The first and most widely expected result of the numbing events of 11 September 2001 is that Lloyds of London has increased war-risk premiums for cargo vessels visiting the Middle East. Lloyds themselves wouldn’t comment on the increases but reports have been received from a vessel planning to stop in Haifa, Israel on 14 September. The ship’s manager was asked to pay a one-time surcharge of US$110,000 and the ship’s voyage was cancelled as a direct result.

The US Military themselves has secured the tankers Sea Witch 1 and Torm Anne to sealift marine diesel from Kuwait to Diego Garcia, the US’ staging post in the Indian Ocean, and South Korea respectively.

Off East Timor, 3,000 US Marines and sailors rehearsed ship-to-shore landings on 16 September. The troops were initially bound for humanitarian work in Dili, in Indonesian West Timor.

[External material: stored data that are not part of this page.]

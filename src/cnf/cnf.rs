use std::collections::BTreeSet;

use super::clause::{Clause, Literal};

/// A literal over an interned atom. `var` indexes `Cnf::atoms`, which is
/// sorted by name, so comparing vars compares atom names.
#[derive(Debug, Clone, Copy, PartialEq, Eq, Hash, PartialOrd, Ord)]
pub struct Lit {
    pub var: u32,
    pub sign: bool,
}

impl Lit {
    pub fn new(var: u32, sign: bool) -> Self {
        Self { var, sign }
    }

    pub fn neg(self) -> Self {
        Self {
            var: self.var,
            sign: !self.sign,
        }
    }
}

#[derive(Debug, Clone, PartialEq, Eq, Default)]
pub struct Cnf {
    pub atoms: Vec<String>,
    pub clauses: Vec<Vec<Lit>>,
}

impl Cnf {
    /// Intern the atoms of `clauses` in ascending name order.
    pub fn from_clauses(clauses: &[Clause]) -> Self {
        let atoms = clauses
            .iter()
            .flat_map(|c| c.literals().map(|l| l.atom.clone()))
            .collect::<BTreeSet<_>>()
            .into_iter()
            .collect::<Vec<_>>();

        let mut cnf = Cnf {
            atoms,
            clauses: Vec::with_capacity(clauses.len()),
        };
        for clause in clauses {
            let lits = clause
                .literals()
                .filter_map(|l| cnf.lit_of(l))
                .collect::<Vec<_>>();
            cnf.clauses.push(lits);
        }
        cnf
    }

    pub fn num_vars(&self) -> usize {
        self.atoms.len()
    }

    pub fn var_of(&self, atom: &str) -> Option<u32> {
        self.atoms
            .binary_search_by(|a| a.as_str().cmp(atom))
            .ok()
            .map(|idx| idx as u32)
    }

    pub fn atom_name(&self, var: u32) -> &str {
        &self.atoms[var as usize]
    }

    fn lit_of(&self, lit: &Literal) -> Option<Lit> {
        self.var_of(&lit.atom).map(|v| Lit::new(v, !lit.negated))
    }

    pub fn to_literal(&self, lit: Lit) -> Literal {
        Literal {
            atom: self.atom_name(lit.var).to_owned(),
            negated: !lit.sign,
        }
    }

    pub fn eval_lit_partial(lit: Lit, assignment: &[Option<bool>]) -> Option<bool> {
        let var = lit.var as usize;
        if var >= assignment.len() {
            return None;
        }
        assignment[var].map(|v| if lit.sign { v } else { !v })
    }

    pub fn eval_clause_partial(clause: &[Lit], assignment: &[Option<bool>]) -> Option<bool> {
        let mut any_unknown = false;
        for &lit in clause {
            match Self::eval_lit_partial(lit, assignment) {
                Some(true) => return Some(true),
                Some(false) => {}
                None => any_unknown = true,
            }
        }
        if any_unknown { None } else { Some(false) }
    }

    pub fn eval_formula_partial(&self, assignment: &[Option<bool>]) -> Option<bool> {
        let mut all_true = true;
        for clause in &self.clauses {
            match Self::eval_clause_partial(clause, assignment) {
                Some(true) => {}
                Some(false) => return Some(false),
                None => all_true = false,
            }
        }
        if all_true { Some(true) } else { None }
    }

    /// Evaluate under a total model indexed by var.
    pub fn eval(&self, model: &[bool]) -> bool {
        let partial = model.iter().map(|&b| Some(b)).collect::<Vec<_>>();
        self.eval_formula_partial(&partial) == Some(true)
    }
}

#[cfg(test)]
mod tests {
    use super::{Cnf, Lit};
    use crate::cnf::clause::{Clause, Literal};

    #[test]
    fn interning_sorts_atoms() {
        let clauses = vec![
            [Literal::negative("q"), Literal::positive("b")]
                .into_iter()
                .collect::<Clause>(),
            [Literal::positive("a10"), Literal::positive("a2")]
                .into_iter()
                .collect::<Clause>(),
        ];
        let cnf = Cnf::from_clauses(&clauses);
        assert_eq!(cnf.atoms, vec!["a10", "a2", "b", "q"]);
        assert_eq!(cnf.clauses[0], vec![Lit::new(3, false), Lit::new(2, true)]);
        assert_eq!(cnf.to_literal(cnf.clauses[0][0]), Literal::negative("q"));
        assert_eq!(cnf.var_of("zz"), None);
    }

    #[test]
    fn partial_eval() {
        let cnf = Cnf {
            atoms: vec!["a".into(), "b".into()],
            clauses: vec![vec![Lit::new(0, true), Lit::new(1, false)]],
        };
        assert_eq!(cnf.eval_formula_partial(&[None, None]), None);
        assert_eq!(cnf.eval_formula_partial(&[Some(false), Some(true)]), Some(false));
        assert!(cnf.eval(&[false, false]));
    }
}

Instead, three amphibious ships led by the 40,000-ton USS Peleliu, stayed off the north coast of the capital carrying out exercises with Harriers, helicopters and landing craft.

From the Royal Navy, HMS Diligence and HMS Sea Crusader, together with mine hunters HMS Cattistock, HMS Quorn, HMS Walney and HMS Inverness passed south through the Suez Canal on 15 September to participate in what were described as previously planned military exercises at an undisclosed location.

Although the terrorist limelight has been trained on recent events in New York and Washington, terrorist activity still blights the maritime world outside its glare. On Saturday 15 September, 26 miles north of Sri Lanka’s Point Pedro, M/V The Pride of the South, with more than 1,200 Sri Lankan government troops onboard, was surrounded by more than 20 Tamil Tiger guerrilla vessels, some packed with explosives.

Both vessels engaged in what was described as a ‘fierce sea battle’ with ‘heavy fighting’. At least two rebel boats were blown up, killing ten rebels, while 47 troops were injured.

The last attack rumoured to have involved chief suspect Osama Bin Laden was a suicide attack on the USS Cole in Yemen, killing 17 sailors and crippling the Aegis class destroyer. She emerged from the Northrop Grumman facility in Pascagoula, Mississippi on 4 September after a US$105 million repair and refit.